Le confessioni tra i personaggi di “mafia Capitale” e il mandato di Alemanno in Campidoglio sono fittissime, e citiamo anche un terzetto di inquisiti, il consigliere comunale Giovanni Quarzo e l’ex assessore Marco Visconti nonché l’ex capogruppo regionale Luca Gramazio. Questo è il romanzo criminale che leggiamo a fatti compiuti o (si spera) interrotti, ma com’è assurto al Campidoglio l’ex ministro che aderì alla svolta di Fiuggi tradendo il suocero Pino Rauti? Prima di affrontare e battere Francesco Rutelli, Alemanno perse con Walter Veltroni.

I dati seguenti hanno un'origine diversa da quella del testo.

//! Remote service abstraction.

use crate::error::{SyncError, SyncResult};
use parking_lot::Mutex;
use schemasync_protocol::{
    BranchDetails, BranchRef, BranchSummary, BulkInsertRequest, CreateBranchRequest,
    CreateDatabaseRequest, HistoryPage, HistoryRequest, MigrationPlan, QueryPage, QueryRequest,
};
use schemasync_schema::Schema;
use serde_json::{Map, Value};
use std::collections::VecDeque;
use std::sync::Arc;

/// The operations the engine needs from the branch-versioned database service.
///
/// This trait abstracts the network layer, allowing the HTTP implementation
/// to be swapped for in-memory or scripted services in tests.
pub trait RemoteService: Send + Sync {
    /// Returns the details of a branch, or `None` if it does not exist.
    fn branch_details(&self, branch: &BranchRef) -> SyncResult<Option<BranchDetails>>;

    /// Lists the branches of a database, or `None` if the database does not exist.
    fn list_branches(&self, database: &str) -> SyncResult<Option<Vec<BranchSummary>>>;

    /// Creates a database with an initial branch.
    fn create_database(&self, database: &str, request: &CreateDatabaseRequest) -> SyncResult<()>;

    /// Creates a branch, optionally forked from another one.
    fn create_branch(&self, branch: &BranchRef, request: &CreateBranchRequest) -> SyncResult<()>;

    /// Computes the migration from the branch's schema to `schema`.
    fn migration_plan(&self, branch: &BranchRef, schema: &Schema) -> SyncResult<MigrationPlan>;

    /// Applies a migration plan.
    fn execute_migration_plan(&self, branch: &BranchRef, plan: &MigrationPlan) -> SyncResult<()>;

    /// Returns one page of applied migrations, newest first.
    fn migration_history(
        &self,
        branch: &BranchRef,
        request: &HistoryRequest,
    ) -> SyncResult<HistoryPage>;

    /// Returns one page of records of a table.
    fn query_table(
        &self,
        branch: &BranchRef,
        table: &str,
        request: &QueryRequest,
    ) -> SyncResult<QueryPage>;

    /// Inserts a record under an explicit id.
    fn insert_record_with_id(
        &self,
        branch: &BranchRef,
        table: &str,
        id: &str,
        record: &Map<String, Value>,
    ) -> SyncResult<()>;

    /// Inserts records with service-assigned ids.
    fn bulk_insert(
        &self,
        branch: &BranchRef,
        table: &str,
        request: &BulkInsertRequest,
    ) -> SyncResult<()>;
}

impl<T: RemoteService + ?Sized> RemoteService for Arc<T> {
    fn branch_details(&self, branch: &BranchRef) -> SyncResult<Option<BranchDetails>> {
        (**self).branch_details(branch)
    }

    fn list_branches(&self, database: &str) -> SyncResult<Option<Vec<BranchSummary>>> {
        (**self).list_branches(database)
    }

    fn create_database(&self, database: &str, request: &CreateDatabaseRequest) -> SyncResult<()> {
        (**self).create_database(database, request)
    }

    fn create_branch(&self, branch: &BranchRef, request: &CreateBranchRequest) -> SyncResult<()> {
        (**self).create_branch(branch, request)
    }

    fn migration_plan(&self, branch: &BranchRef, schema: &Schema) -> SyncResult<MigrationPlan> {
        (**self).migration_plan(branch, schema)
    }

    fn execute_migration_plan(&self, branch: &BranchRef, plan: &MigrationPlan) -> SyncResult<()> {
        (**self).execute_migration_plan(branch, plan)
    }

    fn migration_history(
        &self,
        branch: &BranchRef,
        request: &HistoryRequest,
    ) -> SyncResult<HistoryPage> {
        (**self).migration_history(branch, request)
    }

    fn query_table(
        &self,
        branch: &BranchRef,
        table: &str,
        request: &QueryRequest,
    ) -> SyncResult<QueryPage> {
        (**self).query_table(branch, table, request)
    }

    fn insert_record_with_id(
        &self,
        branch: &BranchRef,
        table: &str,
        id: &str,
        record: &Map<String, Value>,
    ) -> SyncResult<()> {
        (**self).insert_record_with_id(branch, table, id, record)
    }

    fn bulk_insert(
        &self,
        branch: &BranchRef,
        table: &str,
        request: &BulkInsertRequest,
    ) -> SyncResult<()> {
        (**self).bulk_insert(branch, table, request)
    }
}

/// A call received by a [`MockRemote`].
#[derive(Debug, Clone, PartialEq, Eq)]
pub enum RemoteCall {
    /// `branch_details(branch)`.
    BranchDetails(String),
    /// `list_branches(database)`.
    ListBranches(String),
    /// `create_database(database)` with the initial branch.
    CreateDatabase {
        /// Database name.
        database: String,
        /// Initial branch.
        branch: String,
    },
    /// `create_branch(branch)` with the fork source.
    CreateBranch {
        /// Created branch.
        branch: String,
        /// Fork source.
        from: Option<String>,
    },
    /// `migration_plan(branch)`.
    MigrationPlan(String),
    /// `execute_migration_plan(branch)`.
    ExecuteMigrationPlan(String),
    /// `migration_history(branch)` with the start cursor.
    MigrationHistory {
        /// Branch.
        branch: String,
        /// Start cursor.
        start_from: Option<String>,
    },
    /// `query_table(branch, table)` with the page cursor.
    QueryTable {
        /// Branch.
        branch: String,
        /// Table.
        table: String,
        /// Page cursor.
        after: Option<String>,
    },
    /// `insert_record_with_id(branch, table, id)`.
    InsertRecord {
        /// Branch.
        branch: String,
        /// Table.
        table: String,
        /// Record id.
        id: String,
    },
    /// `bulk_insert(branch, table)` with the record count.
    BulkInsert {
        /// Branch.
        branch: String,
        /// Table.
        table: String,
        /// Number of records.
        count: usize,
    },
}

type Queue<T> = Mutex<VecDeque<SyncResult<T>>>;

/// A scripted remote service for testing.
///
/// Read operations pop scripted responses in order and fail when none is
/// left. Write operations succeed unless a failure is scripted.
#[derive(Debug, Default)]
pub struct MockRemote {
    branch_details: Queue<Option<BranchDetails>>,
    branches: Queue<Option<Vec<BranchSummary>>>,
    plans: Queue<MigrationPlan>,
    history: Queue<HistoryPage>,
    pages: Queue<QueryPage>,
    write_results: Queue<()>,
    calls: Mutex<Vec<RemoteCall>>,
    executed: Mutex<Vec<MigrationPlan>>,
    inserted: Mutex<Vec<(String, String, Map<String, Value>)>>,
    bulk: Mutex<Vec<(String, Vec<Map<String, Value>>)>>,
}

impl MockRemote {
    /// Creates a mock with nothing scripted.
    pub fn new() -> Self {
        Self::default()
    }

    /// Queues a `branch_details` response.
    pub fn push_branch_details(&self, response: SyncResult<Option<BranchDetails>>) {
        self.branch_details.lock().push_back(response);
    }

    /// Queues a `list_branches` response.
    pub fn push_branches(&self, response: SyncResult<Option<Vec<BranchSummary>>>) {
        self.branches.lock().push_back(response);
    }

    /// Queues a `migration_plan` response.
    pub fn push_plan(&self, response: SyncResult<MigrationPlan>) {
        self.plans.lock().push_back(response);
    }

    /// Queues a `migration_history` response.
    pub fn push_history(&self, response: SyncResult<HistoryPage>) {
        self.history.lock().push_back(response);
    }

    /// Queues a `query_table` response.
    pub fn push_page(&self, response: SyncResult<QueryPage>) {
        self.pages.lock().push_back(response);
    }

    /// Queues the result of the next write operation.
    pub fn push_write_result(&self, response: SyncResult<()>) {
        self.write_results.lock().push_back(response);
    }

    /// Returns the calls received so far.
    pub fn calls(&self) -> Vec<RemoteCall> {
        self.calls.lock().clone()
    }

    /// Returns the plans passed to `execute_migration_plan`.
    pub fn executed_plans(&self) -> Vec<MigrationPlan> {
        self.executed.lock().clone()
    }

    /// Returns the `(table, id, record)` triples passed to `insert_record_with_id`.
    pub fn inserted_records(&self) -> Vec<(String, String, Map<String, Value>)> {
        self.inserted.lock().clone()
    }

    /// Returns the `(table, records)` pairs passed to `bulk_insert`.
    pub fn bulk_inserts(&self) -> Vec<(String, Vec<Map<String, Value>>)> {
        self.bulk.lock().clone()
    }

    fn record(&self, call: RemoteCall) {
        self.calls.lock().push(call);
    }

    fn next<T>(queue: &Queue<T>, operation: &str) -> SyncResult<T> {
        queue
            .lock()
            .pop_front()
            .unwrap_or_else(|| Err(SyncError::transport(format!("no scripted {} response", operation))))
    }

    fn next_write(&self) -> SyncResult<()> {
        self.write_results.lock().pop_front().unwrap_or(Ok(()))
    }
}

impl RemoteService for MockRemote {
    fn branch_details(&self, branch: &BranchRef) -> SyncResult<Option<BranchDetails>> {
        self.record(RemoteCall::BranchDetails(branch.to_string()));
        Self::next(&self.branch_details, "branch details")
    }

    fn list_branches(&self, database: &str) -> SyncResult<Option<Vec<BranchSummary>>> {
        self.record(RemoteCall::ListBranches(database.to_string()));
        Self::next(&self.branches, "branch list")
    }

    fn create_database(&self, database: &str, request: &CreateDatabaseRequest) -> SyncResult<()> {
        self.record(RemoteCall::CreateDatabase {
            database: database.to_string(),
            branch: request.branch_name.clone(),
        });
        self.next_write()
    }

    fn create_branch(&self, branch: &BranchRef, request: &CreateBranchRequest) -> SyncResult<()> {
        self.record(RemoteCall::CreateBranch {
            branch: branch.to_string(),
            from: request.from.clone(),
        });
        self.next_write()
    }

    fn migration_plan(&self, branch: &BranchRef, _schema: &Schema) -> SyncResult<MigrationPlan> {
        self.record(RemoteCall::MigrationPlan(branch.to_string()));
        Self::next(&self.plans, "migration plan")
    }

    fn execute_migration_plan(&self, branch: &BranchRef, plan: &MigrationPlan) -> SyncResult<()> {
        self.record(RemoteCall::ExecuteMigrationPlan(branch.to_string()));
        self.next_write()?;
        self.executed.lock().push(plan.clone());
        Ok(())
    }

    fn migration_history(
        &self,
        branch: &BranchRef,
        request: &HistoryRequest,
    ) -> SyncResult<HistoryPage> {
        self.record(RemoteCall::MigrationHistory {
            branch: branch.to_string(),
            start_from: request.start_from.clone(),
        });
        Self::next(&self.history, "migration history")
    }

    fn query_table(
        &self,
        branch: &BranchRef,
        table: &str,
        request: &QueryRequest,
    ) -> SyncResult<QueryPage> {
        self.record(RemoteCall::QueryTable {
            branch: branch.to_string(),
            table: table.to_string(),
            after: request.page.as_ref().and_then(|p| p.after.clone()),
        });
        Self::next(&self.pages, "query")
    }

    fn insert_record_with_id(
        &self,
        branch: &BranchRef,
        table: &str,
        id: &str,
        record: &Map<String, Value>,
    ) -> SyncResult<()> {
        self.record(RemoteCall::InsertRecord {
            branch: branch.to_string(),
            table: table.to_string(),
            id: id.to_string(),
        });
        self.next_write()?;
        self.inserted
            .lock()
            .push((table.to_string(), id.to_string(), record.clone()));
        Ok(())
    }

    fn bulk_insert(
        &self,
        branch: &BranchRef,
        table: &str,
        request: &BulkInsertRequest,
    ) -> SyncResult<()> {
        self.record(RemoteCall::BulkInsert {
            branch: branch.to_string(),
            table: table.to_string(),
            count: request.records.len(),
        });
        self.next_write()?;
        self.bulk
            .lock()
            .push((table.to_string(), request.records.clone()));
        Ok(())
    }
}
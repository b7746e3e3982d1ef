//! Cooperative cancellation.

use crate::error::{SyncError, SyncResult};
use std::sync::atomic::{AtomicBool, Ordering};
use std::sync::Arc;

/// A shared cancellation flag.
///
/// Clones observe the same flag. Long-running loops call [`CancelToken::check`]
/// before each remote call.
#[derive(Debug, Clone, Default)]
pub struct CancelToken {
    cancelled: Arc<AtomicBool>,
}

impl CancelToken {
    /// Creates a token that is not cancelled.
    pub fn new() -> Self {
        Self::default()
    }

    /// Requests cancellation.
    pub fn cancel(&self) {
        self.cancelled.store(true, Ordering::SeqCst);
    }

    /// Returns true once cancellation was requested.
    pub fn is_cancelled(&self) -> bool {
        self.cancelled.load(Ordering::SeqCst)
    }

    /// Fails with [`SyncError::Cancelled`] once cancellation was requested.
    pub fn check(&self) -> SyncResult<()> {
        if self.is_cancelled() {
            Err(SyncError::Cancelled)
        } else {
            Ok(())
        }
    }
}

#[cfg(test)]
mod tests {
    use super::*;

    #[test]
    fn clones_share_the_flag() {
        let token = CancelToken::new();
        let other = token.clone();
        assert!(token.check().is_ok());

        other.cancel();
        assert!(token.is_cancelled());
        assert!(matches!(token.check(), Err(SyncError::Cancelled)));
    }
}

Ci riprovò due anni dopo – era il 2008 – sfruttando la paura di una città che piangeva la morte di Antonella Reggiani, brutalmente violentata e ammazzata a Tor di Quinto. Fu il sindaco dei tassisti, che videro in Gianni il salvatore dopo le liberalizzazioni di Pier Luigi Bersani. C’erano tanti energumeni di destra a salutare a braccio teso il camerata Gianni, che afferrò la fascia tricolore grazie a 55.000 mila voti che, tra il primo turno e il ballottaggio, passarono da Rutelli a sé medesimo. L’ambo fortunato sulla ruota di Roma, un misto di destra e sinistra, era Alemanno in Campidoglio e Nicola Zingaretti alla Provincia: era il voto disgiunto. Insaccato il potere, Alemanno incaricò l’ex spione Mario Mori, a processo per la trattativa Stato-mafia, di vigilare sulla sicurezza di Roma. Quando una coppia di olandesi fu aggredita a Ponte Galeria, il sindaco fintamente sceriffo disse che la zona era pericolosa, che furono imprudenti. La rettifica pervenne da Isabella Rauti, la moglie, capo dipartimento alle Pari Opportunità. L’improvvido Alemanno ha galleggiato male tra nubifragi (“180 millimetri d’acqua e 7.000 fulmini”) e nevicate (“Gli alberi non sono abituati”), s’inventò spalatore di fiocchi bianchi e produttore seriale di divieti per lavavetri, locali notturni, venditori di panini e borse. Come poteva, pover’uomo, notare gli affari sporchi di Carminati&Buzzi? E poi quel Buzzi, personcina tanto carina, che all’ultima campagna elettorale, su commissione di Panzironi, gli organizzò una claque di 50 persone. E s’è pure disperato per la sconfitta con Ignazio Marino, “se vinceva Alemanno, ce l’avevamo tutti comprati”.